Married Labanyalata Devi and had a son Amiya Kumar Mookerji (who followed his father's vocation to become a judge of the Calcutta High Court), a granddaughter, Meera Ganguli (nee Mookerji), and a great grandson Anjan Ganguli.  

Mukherjea had his ancestral house in Nabadwip, Dist. Nadia, West Bengal, and was a descendant of Krittibas Ojha (translator and adapter of the Bengali version of Valmiki's Ramayana).  

Mukherjea was a disciple of Sri Sri Balananada Brahmachari of Deogharh, Jharkhand.
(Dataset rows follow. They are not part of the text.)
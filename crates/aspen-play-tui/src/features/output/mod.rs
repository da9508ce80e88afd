//! Run lifecycle state for the output pane.
//!
//! One run is live per playground instance. Each `run` gets a fresh
//! monotonically increasing sequence number; the reducer applies only the
//! completion belonging to the most recently issued run, so a superseded
//! request that resolves late can never overwrite fresher state.

pub mod render;

use aspen_play_core::runner::WAITING_MESSAGE;

/// Identifier of one issued run, ordered by issue time.
#[derive(Debug, Clone, Copy, PartialEq, Eq, PartialOrd, Ord)]
pub struct RunSeq(pub u64);

/// The playground's view of the remote execution request lifecycle.
#[derive(Debug, Clone, PartialEq, Eq)]
pub enum RunState {
    /// Nothing has been run yet.
    Idle,
    /// A request is in flight.
    Waiting,
    /// Transport-level success; the body (which may contain an interpreter
    /// error printed by the server) is rendered verbatim.
    Succeeded { output: String },
    /// Transport-level failure, fixed generic message.
    Failed { message: String },
}

/// Output pane state: the current `RunState` plus the issue counter.
#[derive(Debug, Default)]
pub struct OutputState {
    run: RunState,
    issued: u64,
}

impl Default for RunState {
    fn default() -> Self {
        RunState::Idle
    }
}

impl OutputState {
    /// Returns the current run state.
    pub fn run(&self) -> &RunState {
        &self.run
    }

    /// Returns true if a run is in flight.
    pub fn is_waiting(&self) -> bool {
        matches!(self.run, RunState::Waiting)
    }

    /// Starts a new run: transitions to `Waiting` immediately (before any
    /// network activity) and returns the sequence number the completion
    /// event must carry. Re-entrant from any state.
    pub fn begin_run(&mut self) -> RunSeq {
        self.issued += 1;
        self.run = RunState::Waiting;
        RunSeq(self.issued)
    }

    /// Applies a completed run if and only if it is the most recently
    /// issued one. Returns false for a discarded stale completion.
    pub fn finish(&mut self, seq: RunSeq, result: Result<String, String>) -> bool {
        if seq.0 != self.issued {
            return false;
        }
        self.run = match result {
            Ok(output) => RunState::Succeeded { output },
            Err(message) => RunState::Failed { message },
        };
        true
    }

    /// Text shown in the output pane, whitespace preserved.
    pub fn display_text(&self) -> &str {
        match &self.run {
            RunState::Idle => "",
            RunState::Waiting => WAITING_MESSAGE,
            RunState::Succeeded { output } => output,
            RunState::Failed { message } => message,
        }
    }
}

#[cfg(test)]
mod tests {
    use aspen_play_core::runner::FAILURE_MESSAGE;

    use super::*;

    #[test]
    fn begin_run_transitions_to_waiting_synchronously() {
        let mut output = OutputState::default();
        assert_eq!(*output.run(), RunState::Idle);
        let _seq = output.begin_run();
        assert_eq!(*output.run(), RunState::Waiting);
        assert_eq!(output.display_text(), WAITING_MESSAGE);
    }

    #[test]
    fn success_and_failure_resolve_waiting() {
        let mut output = OutputState::default();
        let seq = output.begin_run();
        assert!(output.finish(seq, Ok("42\n".to_string())));
        assert_eq!(output.display_text(), "42\n");

        let seq = output.begin_run();
        assert!(output.finish(seq, Err(FAILURE_MESSAGE.to_string())));
        assert_eq!(output.display_text(), FAILURE_MESSAGE);
    }

    #[test]
    fn rerun_from_terminal_states_restarts_cycle() {
        let mut output = OutputState::default();
        let seq = output.begin_run();
        output.finish(seq, Err(FAILURE_MESSAGE.to_string()));
        output.begin_run();
        assert!(output.is_waiting());
    }

    #[test]
    fn newest_issued_run_wins_even_if_it_resolves_first() {
        let mut output = OutputState::default();
        let first = output.begin_run();
        let second = output.begin_run();

        // The second run's response arrives first and lands.
        assert!(output.finish(second, Ok("second\n".to_string())));
        assert_eq!(output.display_text(), "second\n");

        // The superseded run's late response is discarded.
        assert!(!output.finish(first, Ok("first\n".to_string())));
        assert_eq!(output.display_text(), "second\n");
    }

    #[test]
    fn stale_failure_cannot_clobber_fresh_waiting() {
        let mut output = OutputState::default();
        let first = output.begin_run();
        let _second = output.begin_run();
        assert!(!output.finish(first, Err(FAILURE_MESSAGE.to_string())));
        assert!(output.is_waiting());
    }
}
//! Non-interactive execution: POST a source file and print the output.

use std::io::Read;
use std::path::Path;

use anyhow::{Context, Result};
use aspen_play_core::config::Config;
use aspen_play_core::runner::{FAILURE_MESSAGE, Runner};

/// Reads the program, submits it, and prints the server's output verbatim.
///
/// The exit code mirrors the transport outcome only: an interpreter error
/// printed by the server is still a successful run.
pub async fn run(file: &str, endpoint_override: Option<&str>, config: &Config) -> Result<()> {
    let source = read_source(file)?;

    let endpoint = match endpoint_override {
        Some(raw) => {
            let trimmed = raw.trim();
            url::Url::parse(trimmed)
                .with_context(|| format!("Invalid execution endpoint URL: {trimmed}"))?;
            trimmed.to_string()
        }
        None => config.resolve_endpoint()?,
    };

    let runner = Runner::new(endpoint)?;
    match runner.execute(&source).await {
        Ok(output) => {
            // No trailing newline is added; the body is the whole story.
            print!("{output}");
            Ok(())
        }
        Err(err) => {
            tracing::warn!(error = format!("{err:#}"), "run request failed");
            anyhow::bail!("{FAILURE_MESSAGE}")
        }
    }
}

fn read_source(file: &str) -> Result<String> {
    if file == "-" {
        let mut source = String::new();
        std::io::stdin()
            .read_to_string(&mut source)
            .context("Failed to read program from stdin")?;
        return Ok(source);
    }
    let path = Path::new(file);
    std::fs::read_to_string(path)
        .with_context(|| format!("Failed to read program from {}", path.display()))
}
Memberships and association
Fellow of the Calcutta University
President of the Bengal Sanskrit Association

Associated with Scouts Movement in Bengal

Acted as District Commissioner, South Calcutta Boys Sc Association

Connected with Literary and Cultural Society Bibudha Janani Sava, Nabadwip, Gita Sava, Calcutta, St. Sahitya Parishad; Calcutta etc.

Publication
 Problems & Law
 Hindu Law of Religious and Charitable Trusts

References

External links
Biography at Supreme Court of India website
More extensive bio at www.indiankanoon.org (in the appendix to his memory on the bottom of the page)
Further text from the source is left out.